Edge audio devices can reduce data bandwidth requirements by pre-processing input speech on the device before transmission to the cloud. As edge devices are required to ensure always-on operation, their stringent power constraints pose several design challenges and force IC designers to look for solutions that use low standby power. One promising bio-inspired approach is to combine the continuous-time analog filter channels with a small memory footprint deep neural network that is trained on edge tasks such as keyword spotting, thereby allowing all blocks to be embedded in an IC. This paper reviews the historical background of the continuous-time analog filter circuits that have been used as feature extractors for current edge audio devices. Starting from the interpretation of a basic biquad filter as a two-integrator-loop topology, we introduce the progression in the design of second-order low-pass and band-pass filters ranging from OTA-based to source-follower-based architectures. We also derive and analyze the small-signal transfer function and discuss their usage in edge audio applications.

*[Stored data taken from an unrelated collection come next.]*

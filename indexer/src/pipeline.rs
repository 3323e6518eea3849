//! The offline indexing pipeline: a sequence of key-grouped aggregation
//! stages that turn crawled `(doc_id, title, url, body)` rows into the three
//! scored partition files the query engine loads.
//!
//! Between every pair of stages sits [`group_by_key`], standing in for the
//! external sort/merge collaborator: it only guarantees that all records
//! sharing a key arrive contiguously. Stages never rely on order across keys.

use anyhow::{bail, Context, Result};
use serde::Deserialize;
use std::collections::HashMap;
use std::fs::{self, File};
use std::io::{BufWriter, Write};
use std::path::Path;
use wikisearch_core::docs::{save_docs, DocMeta};
use wikisearch_core::index::{partition_file_name, PARTITION_COUNT};
use wikisearch_core::tokenizer::Tokenizer;
use wikisearch_core::DocId;

const SUMMARY_CHARS: usize = 200;

/// One row of the crawled corpus CSV.
#[derive(Debug, Deserialize)]
pub struct InputDoc {
    pub doc_id: DocId,
    pub title: String,
    #[serde(default)]
    pub url: Option<String>,
    pub body: String,
}

/// Stage 1 output: one record per term occurrence.
#[derive(Debug, Clone, PartialEq)]
pub struct TermDocCount {
    pub term: String,
    pub doc_id: DocId,
    pub count: u32,
}

/// Stage 2 output: occurrence counts summed into a term frequency.
#[derive(Debug, Clone, PartialEq)]
pub struct TermDocTf {
    pub term: String,
    pub doc_id: DocId,
    pub tf: u32,
}

/// Stage 3 output: term weighted against the corpus, keyed by document.
#[derive(Debug, Clone, PartialEq)]
pub struct DocTermWeight {
    pub doc_id: DocId,
    pub term: String,
    pub idf: f32,
    pub tf: u32,
    pub weight: f32,
}

/// Stage 4 output: weight plus the document's accumulated partial norm,
/// ready to be laid out into a partition line.
#[derive(Debug, Clone, PartialEq)]
pub struct TermPosting {
    pub term: String,
    pub idf: f32,
    pub doc_id: DocId,
    pub weight: f32,
    pub norm: f32,
}

/// Sort-by-key shim for the external key-grouping step. Records sharing a key
/// come out contiguous; order within a group is not part of the contract.
fn group_by_key<T, K>(mut rows: Vec<T>, key: impl Fn(&T) -> K) -> Vec<Vec<T>>
where
    K: Ord,
{
    rows.sort_by_cached_key(|row| key(row));
    let mut groups: Vec<Vec<T>> = Vec::new();
    for row in rows {
        match groups.last_mut() {
            Some(group) if key(&group[0]) == key(&row) => group.push(row),
            _ => groups.push(vec![row]),
        }
    }
    groups
}

/// Full-corpus document count, needed before any idf can be computed.
pub fn count_documents(docs: &[InputDoc]) -> usize {
    docs.len()
}

/// Stage 1: tokenize `title + body` and emit one count-1 record per term
/// occurrence.
pub fn emit_term_occurrences(docs: &[InputDoc], tokenizer: &Tokenizer) -> Vec<TermDocCount> {
    let mut out = Vec::new();
    for doc in docs {
        let text = format!("{} {}", doc.body, doc.title);
        for term in tokenizer.tokenize(&text) {
            out.push(TermDocCount {
                term,
                doc_id: doc.doc_id,
                count: 1,
            });
        }
    }
    out
}

/// Stage 2: group by `(term, doc_id)` and sum occurrence counts into tf.
pub fn aggregate_term_frequencies(occurrences: Vec<TermDocCount>) -> Vec<TermDocTf> {
    group_by_key(occurrences, |r| (r.term.clone(), r.doc_id))
        .into_iter()
        .map(|group| {
            let tf = group.iter().map(|r| r.count).sum();
            let TermDocCount { term, doc_id, .. } = group.into_iter().next().expect("non-empty");
            TermDocTf { term, doc_id, tf }
        })
        .collect()
}

/// Stage 3: group by term; the group size is the term's document frequency.
/// `idf = log10(total_docs / doc_freq)`, `weight = tf * idf`.
pub fn compute_term_weights(tfs: Vec<TermDocTf>, total_docs: usize) -> Result<Vec<DocTermWeight>> {
    if total_docs == 0 {
        bail!("cannot weight terms against an empty corpus");
    }
    let mut out = Vec::new();
    for group in group_by_key(tfs, |r| r.term.clone()) {
        let doc_freq = group.len();
        let idf = (total_docs as f32 / doc_freq as f32).log10();
        for record in group {
            let weight = record.tf as f32 * idf;
            out.push(DocTermWeight {
                doc_id: record.doc_id,
                term: record.term,
                idf,
                tf: record.tf,
                weight,
            });
        }
    }
    Ok(out)
}

/// Stage 4: group by document; `norm = sum of weight^2` over the document's
/// terms, attached to every one of its postings.
pub fn accumulate_doc_norms(weights: Vec<DocTermWeight>) -> Vec<TermPosting> {
    let mut out = Vec::new();
    for group in group_by_key(weights, |r| r.doc_id) {
        let norm: f32 = group.iter().map(|r| r.weight * r.weight).sum();
        for record in group {
            out.push(TermPosting {
                term: record.term,
                idf: record.idf,
                doc_id: record.doc_id,
                weight: record.weight,
                norm,
            });
        }
    }
    out
}

/// Which partition a term's line lands in: `doc_id % 3` of its first posting.
pub fn partition_for(first_doc_id: DocId) -> usize {
    first_doc_id as usize % PARTITION_COUNT
}

/// Stage 5: group by term, lay each group out as one partition line
/// `term idf (doc_id weight norm)*`, and shard the lines across the three
/// partition files. A record that fails validation aborts the build; a corrupt
/// index must never be emitted.
pub fn write_partitions(postings: Vec<TermPosting>, out_dir: &Path) -> Result<()> {
    let mut writers = Vec::with_capacity(PARTITION_COUNT);
    for partition in 0..PARTITION_COUNT {
        let path = out_dir.join(partition_file_name(partition));
        let file =
            File::create(&path).with_context(|| format!("creating {}", path.display()))?;
        writers.push(BufWriter::new(file));
    }

    for mut group in group_by_key(postings, |r| r.term.clone()) {
        group.sort_by_key(|r| r.doc_id);
        let line = format_term_line(&group)?;
        let partition = partition_for(group[0].doc_id);
        writeln!(writers[partition], "{line}")
            .with_context(|| format!("writing partition {partition}"))?;
    }

    for (partition, writer) in writers.into_iter().enumerate() {
        writer
            .into_inner()
            .with_context(|| format!("flushing partition {partition}"))?
            .sync_all()
            .with_context(|| format!("syncing partition {partition}"))?;
    }
    Ok(())
}

fn format_term_line(group: &[TermPosting]) -> Result<String> {
    let first = &group[0];
    if first.term.is_empty() || first.term.contains(char::is_whitespace) {
        bail!("unwritable term {:?}", first.term);
    }
    if !first.idf.is_finite() {
        bail!("non-finite idf for term {:?}", first.term);
    }
    let mut line = format!("{} {}", first.term, first.idf);
    for posting in group {
        if !posting.weight.is_finite() || !posting.norm.is_finite() {
            bail!(
                "non-finite posting for term {:?}, doc {}",
                posting.term,
                posting.doc_id
            );
        }
        line.push_str(&format!(" {} {} {}", posting.doc_id, posting.weight, posting.norm));
    }
    Ok(line)
}

fn read_corpus(path: &Path) -> Result<Vec<InputDoc>> {
    let mut reader =
        csv::Reader::from_path(path).with_context(|| format!("opening corpus {}", path.display()))?;
    let mut docs = Vec::new();
    for row in reader.deserialize() {
        let doc: InputDoc =
            row.with_context(|| format!("reading corpus row from {}", path.display()))?;
        docs.push(doc);
    }
    Ok(docs)
}

fn summarize(body: &str) -> String {
    body.chars().take(SUMMARY_CHARS).collect::<String>().trim().to_string()
}

/// Drive the whole pipeline: corpus CSV in, three partition files plus the
/// document metadata file out.
pub fn build_index(input: &Path, stopwords: &Path, output: &Path) -> Result<()> {
    fs::create_dir_all(output)
        .with_context(|| format!("creating index directory {}", output.display()))?;
    let tokenizer = Tokenizer::from_file(stopwords)?;
    let docs = read_corpus(input)?;

    let total_docs = count_documents(&docs);
    tracing::info!(total_docs, "counted corpus documents");

    let occurrences = emit_term_occurrences(&docs, &tokenizer);
    tracing::info!(records = occurrences.len(), "emitted term occurrences");

    let tfs = aggregate_term_frequencies(occurrences);
    tracing::info!(records = tfs.len(), "aggregated term frequencies");

    let weights = compute_term_weights(tfs, total_docs)?;
    let postings = accumulate_doc_norms(weights);
    tracing::info!(postings = postings.len(), "scored and normalized postings");

    write_partitions(postings, output)?;

    let metas: HashMap<DocId, DocMeta> = docs
        .iter()
        .map(|doc| {
            (
                doc.doc_id,
                DocMeta {
                    title: doc.title.clone(),
                    url: doc.url.clone(),
                    summary: summarize(&doc.body),
                },
            )
        })
        .collect();
    save_docs(output, &metas)?;

    tracing::info!(output = %output.display(), "index build complete");
    Ok(())
}

#[cfg(test)]
mod tests {
    use super::*;

    fn doc(doc_id: DocId, title: &str, body: &str) -> InputDoc {
        InputDoc {
            doc_id,
            title: title.to_string(),
            url: None,
            body: body.to_string(),
        }
    }

    fn tokenizer() -> Tokenizer {
        Tokenizer::new(["the", "and"].iter().map(|s| s.to_string()).collect())
    }

    #[test]
    fn occurrences_cover_title_and_body() {
        let docs = vec![doc(1, "Dune", "the spice must flow")];
        let occ = emit_term_occurrences(&docs, &tokenizer());
        let terms: Vec<&str> = occ.iter().map(|r| r.term.as_str()).collect();
        assert!(terms.contains(&"dune"));
        assert!(terms.contains(&"spice"));
        assert!(!terms.contains(&"the"));
        assert!(occ.iter().all(|r| r.count == 1 && r.doc_id == 1));
    }

    #[test]
    fn term_frequencies_sum_occurrences() {
        let docs = vec![doc(1, "", "spice spice spice sandworm")];
        let tfs = aggregate_term_frequencies(emit_term_occurrences(&docs, &tokenizer()));
        let spice = tfs.iter().find(|r| r.term == "spice").unwrap();
        assert_eq!(spice.tf, 3);
        let worm = tfs.iter().find(|r| r.term == "sandworm").unwrap();
        assert_eq!(worm.tf, 1);
    }

    #[test]
    fn idf_is_monotone_in_document_frequency() {
        // "dune" in 3 docs, "sandworm" in 1: the rarer term gets the larger idf
        let docs = vec![
            doc(1, "", "dune sandworm"),
            doc(2, "", "dune"),
            doc(3, "", "dune"),
        ];
        let tfs = aggregate_term_frequencies(emit_term_occurrences(&docs, &tokenizer()));
        let weights = compute_term_weights(tfs, 3).unwrap();
        let idf_of = |term: &str| {
            weights
                .iter()
                .find(|r| r.term == term)
                .map(|r| r.idf)
                .unwrap()
        };
        assert!(idf_of("sandworm") > idf_of("dune"));
        assert!((idf_of("dune") - 0.0).abs() < 1e-6);
    }

    #[test]
    fn single_document_corpus_weights_to_zero() {
        // one doc, one term: df = 1, idf = log10(1/1) = 0, weight and norm 0
        let docs = vec![doc(1, "", "spice")];
        let tfs = aggregate_term_frequencies(emit_term_occurrences(&docs, &tokenizer()));
        let weights = compute_term_weights(tfs, 1).unwrap();
        assert_eq!(weights.len(), 1);
        assert_eq!(weights[0].idf, 0.0);
        assert_eq!(weights[0].weight, 0.0);
        let postings = accumulate_doc_norms(weights);
        assert_eq!(postings[0].norm, 0.0);
    }

    #[test]
    fn norm_accumulates_squared_weights_per_document() {
        let weights = vec![
            DocTermWeight {
                doc_id: 1,
                term: "a".into(),
                idf: 1.0,
                tf: 1,
                weight: 3.0,
            },
            DocTermWeight {
                doc_id: 1,
                term: "b".into(),
                idf: 1.0,
                tf: 1,
                weight: 4.0,
            },
            DocTermWeight {
                doc_id: 2,
                term: "a".into(),
                idf: 1.0,
                tf: 1,
                weight: 2.0,
            },
        ];
        let postings = accumulate_doc_norms(weights);
        for p in &postings {
            match p.doc_id {
                1 => assert!((p.norm - 25.0).abs() < 1e-6),
                2 => assert!((p.norm - 4.0).abs() < 1e-6),
                other => panic!("unexpected doc {other}"),
            }
        }
    }

    #[test]
    fn lines_shard_by_first_posting_doc_id() {
        assert_eq!(partition_for(0), 0);
        assert_eq!(partition_for(7), 1);
        assert_eq!(partition_for(11), 2);
    }

    #[test]
    fn grouping_is_contiguous_per_key() {
        let rows = vec![("b", 1), ("a", 2), ("b", 3), ("a", 4)];
        let groups = group_by_key(rows, |r| r.0);
        assert_eq!(groups.len(), 2);
        assert!(groups.iter().any(|g| g.len() == 2 && g[0].0 == "a"));
        assert!(groups.iter().any(|g| g.len() == 2 && g[0].0 == "b"));
    }

    #[test]
    fn grouping_handles_owned_string_keys() {
        let rows: Vec<(String, u32)> = ["spice", "dune", "spice", "worm", "dune", "spice"]
            .iter()
            .enumerate()
            .map(|(i, term)| (term.to_string(), i as u32))
            .collect();
        let groups = group_by_key(rows, |r| r.0.clone());
        assert_eq!(groups.len(), 3);
        let spice = groups.iter().find(|g| g[0].0 == "spice").unwrap();
        assert_eq!(spice.len(), 3);
        for group in &groups {
            assert!(group.iter().all(|r| r.0 == group[0].0));
        }
    }

    #[test]
    fn non_finite_weight_aborts_the_write() {
        let group = vec![TermPosting {
            term: "dune".into(),
            idf: 0.3,
            doc_id: 1,
            weight: f32::NAN,
            norm: 0.0,
        }];
        assert!(format_term_line(&group).is_err());
    }
}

翻译:音频边缘智能的连续时间模拟滤波器:电路设计综述
边缘音频设备可以通过在传输到云端之前在设备上预处理输入语音来减少数据带宽需求。由于边缘设备需要保证一直处于开启状态,因此它们严格的功率限制带来了几个设计挑战,并迫使 IC 设计者寻找使用低待机功率的解决方案。一种有前途的仿生方法是将连续时间模拟滤波器通道与一个小内存足够的深度神经网络结合起来,该网络针对关键词识别等边缘任务进行训练,从而允许所有块都被嵌入 IC 中。本文回顾了用作当前边缘音频设备的特征提取器的连续时间模拟滤波器电路的历史背景。从将基本双二阶环路拓扑结构解释为双积分器环路开始,我们介绍了二阶低通和带通滤波器设计的进展,从 OTA 为基础的到源跟随器为基础的架构。我们还推导和分析了小信号传递函数,并讨论了它们在边缘音频应用中的使用。